U.S. chipmaker Texas Instruments will receive $1.6 billion in government funding to aid the company’s plans for new manufacturing plans.
The investment is part of the CHIPS Act that the U.S. government set up in an effort to boost the country’s semiconductor industry and end its dependence on foreign manufacturers. Aside from $1.6 billion in funding, Texas Instruments will also receive a $3 billion loan and be in a position to claim federal tax credits of approximately $6 billion.

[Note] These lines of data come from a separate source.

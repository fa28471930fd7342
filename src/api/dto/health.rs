//! DTOs for health check endpoint.

use serde::Serialize;

/// Health check response.
#[derive(Debug, Serialize)]
pub struct HealthResponse {
    pub status: String,
    pub version: String,
}
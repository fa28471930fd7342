//! HTTP server initialization and runtime setup.
//!
//! Handles the database pool, schema bootstrap and Axum server lifecycle.

use crate::config::Config;
use crate::infrastructure::persistence::SqliteUrlRepository;
use crate::routes::app_router;
use crate::state::AppState;

use anyhow::{Context, Result};
use axum::ServiceExt;
use axum::extract::Request;
use sqlx::SqlitePool;
use sqlx::sqlite::{SqliteConnectOptions, SqlitePoolOptions};
use std::net::SocketAddr;
use std::str::FromStr;
use std::sync::Arc;
use std::time::Duration;

/// Opens the SQLite pool described by `config`, creating the file if missing.
///
/// # Errors
///
/// Returns an error if the URL is invalid or the database cannot be opened.
pub async fn connect_pool(config: &Config) -> Result<SqlitePool> {
    let options = SqliteConnectOptions::from_str(&config.database_url)
        .context("Invalid DATABASE_URL")?
        .create_if_missing(true);

    let pool = SqlitePoolOptions::new()
        .max_connections(config.db_max_connections)
        .acquire_timeout(Duration::from_secs(config.db_connect_timeout))
        .connect_with(options)
        .await
        .context("Failed to open database")?;

    Ok(pool)
}

/// Opens the pool and bootstraps the schema once.
///
/// # Errors
///
/// Returns an error if the database cannot be opened or the schema cannot be
/// created.
pub async fn open_repository(config: &Config) -> Result<SqliteUrlRepository> {
    let pool = connect_pool(config).await?;
    tracing::info!("Connected to database");

    let repository = SqliteUrlRepository::new(Arc::new(pool));
    repository
        .init()
        .await
        .context("Failed to initialize schema")?;
    tracing::info!("Schema ready");

    Ok(repository)
}

/// Runs the HTTP server with the given configuration.
///
/// Initializes:
/// - SQLite connection pool and schema
/// - Axum HTTP server with graceful shutdown
///
/// # Errors
///
/// Returns an error if:
/// - Database connection or schema bootstrap fails
/// - Server bind fails
/// - Server runtime error occurs
pub async fn run(config: Config) -> Result<()> {
    let repository = open_repository(&config).await?;

    let state = AppState::new(
        Arc::new(repository),
        config.alias_length,
        config.domain_prefix.clone(),
    );

    let app = app_router(state);

    let addr: SocketAddr = config.listen_addr.parse()?;
    let listener = tokio::net::TcpListener::bind(addr).await?;
    tracing::info!("Listening on http://{addr}");

    axum::serve(listener, ServiceExt::<Request>::into_make_service(app))
        .with_graceful_shutdown(shutdown_signal())
        .await?;

    tracing::info!("Server stopped");

    Ok(())
}

/// Resolves on Ctrl-C or, on Unix, SIGTERM.
async fn shutdown_signal() {
    let ctrl_c = async {
        if let Err(e) = tokio::signal::ctrl_c().await {
            tracing::error!(error = %e, "Failed to listen for Ctrl-C");
        }
    };

    #[cfg(unix)]
    let terminate = async {
        match tokio::signal::unix::signal(tokio::signal::unix::SignalKind::terminate()) {
            Ok(mut signal) => {
                signal.recv().await;
            }
            Err(e) => {
                tracing::error!(error = %e, "Failed to listen for SIGTERM");
                std::future::pending::<()>().await;
            }
        }
    };

    #[cfg(not(unix))]
    let terminate = std::future::pending::<()>();

    tokio::select! {
        _ = ctrl_c => {},
        _ = terminate => {},
    }

    tracing::info!("Shutdown signal received");
}
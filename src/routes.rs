//! Top-level router configuration.
//!
//! # Route Structure
//!
//! - `GET    /{alias}`       - Redirect to the target URL
//! - `GET    /health`        - Liveness check
//! - `POST   /url`           - Save a URL
//! - `DELETE /url/{alias}`   - Delete a mapping
//!
//! # Middleware
//!
//! - **Request id** - `x-request-id` assigned and echoed back
//! - **Tracing** - Structured request/response logging
//! - **Path normalization** - Trailing slash handling

use crate::api;
use crate::api::handlers::{health_handler, redirect_handler};
use crate::api::middleware::{request_id, tracing};
use crate::domain::repositories::{UrlDeleter, UrlGetter, UrlSaver};
use crate::state::AppState;
use axum::Router;
use axum::routing::get;
use tower::Layer;
use tower_http::normalize_path::{NormalizePath, NormalizePathLayer};

/// Builds all routes with their middleware.
pub fn build_router<R>(state: AppState<R>) -> Router
where
    R: UrlSaver + UrlGetter + UrlDeleter + 'static,
{
    Router::new()
        .route("/health", get(health_handler))
        .route("/{alias}", get(redirect_handler::<R>))
        .merge(api::routes::url_routes::<R>())
        .with_state(state)
        .layer(request_id::propagate_layer())
        .layer(tracing::layer())
        .layer(request_id::set_layer())
}

/// Constructs the application service with trailing slashes trimmed.
pub fn app_router<R>(state: AppState<R>) -> NormalizePath<Router>
where
    R: UrlSaver + UrlGetter + UrlDeleter + 'static,
{
    NormalizePathLayer::trim_trailing_slash().layer(build_router(state))
}
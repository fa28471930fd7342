use alias_shortener::{config, server};
use tracing_subscriber::EnvFilter;

#[tokio::main]
async fn main() -> anyhow::Result<()> {
    dotenvy::dotenv().ok();

    let config = config::load_from_env()?;

    let filter = EnvFilter::try_new(&config.log_level).unwrap_or_else(|_| EnvFilter::new("info"));
    if config.log_format == "json" {
        tracing_subscriber::fmt()
            .json()
            .with_env_filter(filter)
            .init();
    } else {
        tracing_subscriber::fmt().with_env_filter(filter).init();
    }

    config.print_summary();

    server::run(config).await
}
//! Application layer services implementing the save, resolve and delete flows.
//!
//! Services consume the domain capability traits and provide a clean API for
//! HTTP handlers and the admin CLI.
//!
//! # Available Services
//!
//! - [`services::url_service::UrlService`] - Alias allocation and URL lookup

pub mod services;
//! Data Transfer Objects for API requests and responses.
//!
//! DTOs handle JSON serialization and input validation via `validator`.

pub mod delete;
pub mod health;
pub mod save;
//! SQLite implementation of the URL store.

use async_trait::async_trait;
use chrono::NaiveDateTime;
use sqlx::{FromRow, SqlitePool};
use std::sync::Arc;

use crate::domain::entities::UrlRecord;
use crate::domain::errors::StorageError;
use crate::domain::repositories::{UrlDeleter, UrlGetter, UrlInspector, UrlSaver};

/// Schema bootstrap. Every statement is idempotent.
const SCHEMA: &str = r#"
CREATE TABLE IF NOT EXISTS url (
    id INTEGER PRIMARY KEY,
    alias TEXT NOT NULL,
    url TEXT NOT NULL,
    created_at DATETIME NOT NULL DEFAULT CURRENT_TIMESTAMP,
    updated_at DATETIME NOT NULL DEFAULT CURRENT_TIMESTAMP
);
CREATE UNIQUE INDEX IF NOT EXISTS idx_alias ON url(alias);
CREATE TRIGGER IF NOT EXISTS url_updated_at_trigger
AFTER UPDATE ON url
FOR EACH ROW
BEGIN
    UPDATE url SET updated_at = CURRENT_TIMESTAMP WHERE id = OLD.id;
END;
"#;

#[derive(Debug, FromRow)]
struct UrlRow {
    id: i64,
    alias: String,
    url: String,
    created_at: NaiveDateTime,
    updated_at: NaiveDateTime,
}

impl From<UrlRow> for UrlRecord {
    fn from(row: UrlRow) -> Self {
        UrlRecord::new(
            row.id,
            row.alias,
            row.url,
            row.created_at.and_utc(),
            row.updated_at.and_utc(),
        )
    }
}

/// SQLite-backed URL store.
///
/// Alias uniqueness is enforced by the `idx_alias` unique index; no operation
/// reads before it writes.
pub struct SqliteUrlRepository {
    pool: Arc<SqlitePool>,
}

impl SqliteUrlRepository {
    /// Creates a new repository with a database connection pool.
    pub fn new(pool: Arc<SqlitePool>) -> Self {
        Self { pool }
    }

    /// Creates the table, its unique alias index and the `updated_at` trigger
    /// if they do not exist yet.
    ///
    /// Safe to call on every startup.
    pub async fn init(&self) -> Result<(), StorageError> {
        const OP: &str = "storage.sqlite.init";

        sqlx::raw_sql(SCHEMA)
            .execute(self.pool.as_ref())
            .await
            .map_err(|e| StorageError::storage(OP, e))?;

        Ok(())
    }

    /// Checks that the database answers queries.
    pub async fn ping(&self) -> Result<(), StorageError> {
        const OP: &str = "storage.sqlite.ping";

        sqlx::query("SELECT 1")
            .execute(self.pool.as_ref())
            .await
            .map_err(|e| StorageError::storage(OP, e))?;

        Ok(())
    }
}

/// Returns true if the error is a unique constraint violation.
fn is_unique_violation(e: &sqlx::Error) -> bool {
    e.as_database_error()
        .is_some_and(|db_err| db_err.is_unique_violation())
}

fn require_non_empty(
    op: &'static str,
    field: &'static str,
    value: &str,
) -> Result<(), StorageError> {
    if value.is_empty() {
        return Err(StorageError::InvalidInput { op, field });
    }
    Ok(())
}

#[async_trait]
impl UrlSaver for SqliteUrlRepository {
    async fn save_url(&self, url: &str, alias: &str) -> Result<(), StorageError> {
        const OP: &str = "storage.sqlite.save_url";

        require_non_empty(OP, "url", url)?;
        require_non_empty(OP, "alias", alias)?;

        sqlx::query("INSERT INTO url (url, alias) VALUES (?, ?)")
            .bind(url)
            .bind(alias)
            .execute(self.pool.as_ref())
            .await
            .map_err(|e| {
                if is_unique_violation(&e) {
                    StorageError::AliasExists { op: OP }
                } else {
                    StorageError::storage(OP, e)
                }
            })?;

        Ok(())
    }
}

#[async_trait]
impl UrlGetter for SqliteUrlRepository {
    async fn get_url(&self, alias: &str) -> Result<String, StorageError> {
        const OP: &str = "storage.sqlite.get_url";

        sqlx::query_scalar::<_, String>("SELECT url FROM url WHERE alias = ?")
            .bind(alias)
            .fetch_optional(self.pool.as_ref())
            .await
            .map_err(|e| StorageError::storage(OP, e))?
            .ok_or(StorageError::NotFound { op: OP })
    }
}

#[async_trait]
impl UrlDeleter for SqliteUrlRepository {
    async fn delete_url(&self, alias: &str) -> Result<String, StorageError> {
        const OP: &str = "storage.sqlite.delete_url";

        sqlx::query_scalar::<_, String>("DELETE FROM url WHERE alias = ? RETURNING url")
            .bind(alias)
            .fetch_optional(self.pool.as_ref())
            .await
            .map_err(|e| StorageError::storage(OP, e))?
            .ok_or(StorageError::NotFound { op: OP })
    }
}

#[async_trait]
impl UrlInspector for SqliteUrlRepository {
    async fn find_record(&self, alias: &str) -> Result<UrlRecord, StorageError> {
        const OP: &str = "storage.sqlite.find_record";

        let row = sqlx::query_as::<_, UrlRow>(
            r#"
            SELECT id, alias, url, created_at, updated_at
            FROM url
            WHERE alias = ?
            "#,
        )
        .bind(alias)
        .fetch_optional(self.pool.as_ref())
        .await
        .map_err(|e| StorageError::storage(OP, e))?;

        row.map(UrlRecord::from)
            .ok_or(StorageError::NotFound { op: OP })
    }
}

Texas Instruments intends to invest $18 billion to construct two production plants in Sherman, Texas, as well as one in Lehi, Utah. The project is expected to create more than 2,000 manufacturing jobs.
“With plans to grow our internal manufacturing to more than 95% by 2030, we’re building geopolitically dependable, 300mm capacity at scale to provide the analogue and embedded processing chips our customers will need for years to come,” Texas Instruments CEO Haviv Ilan said in a statement.
The U.S. government passed the CHIPS Act in 2022 after the pandemic exposed flaws in the supply chain of semiconductors, which are crucial for electronic devices. It is estimated that only 10% of the world’s chips are domestically produced versus the 37% share that U.S. semiconductor manufacturers had in the early 1990s.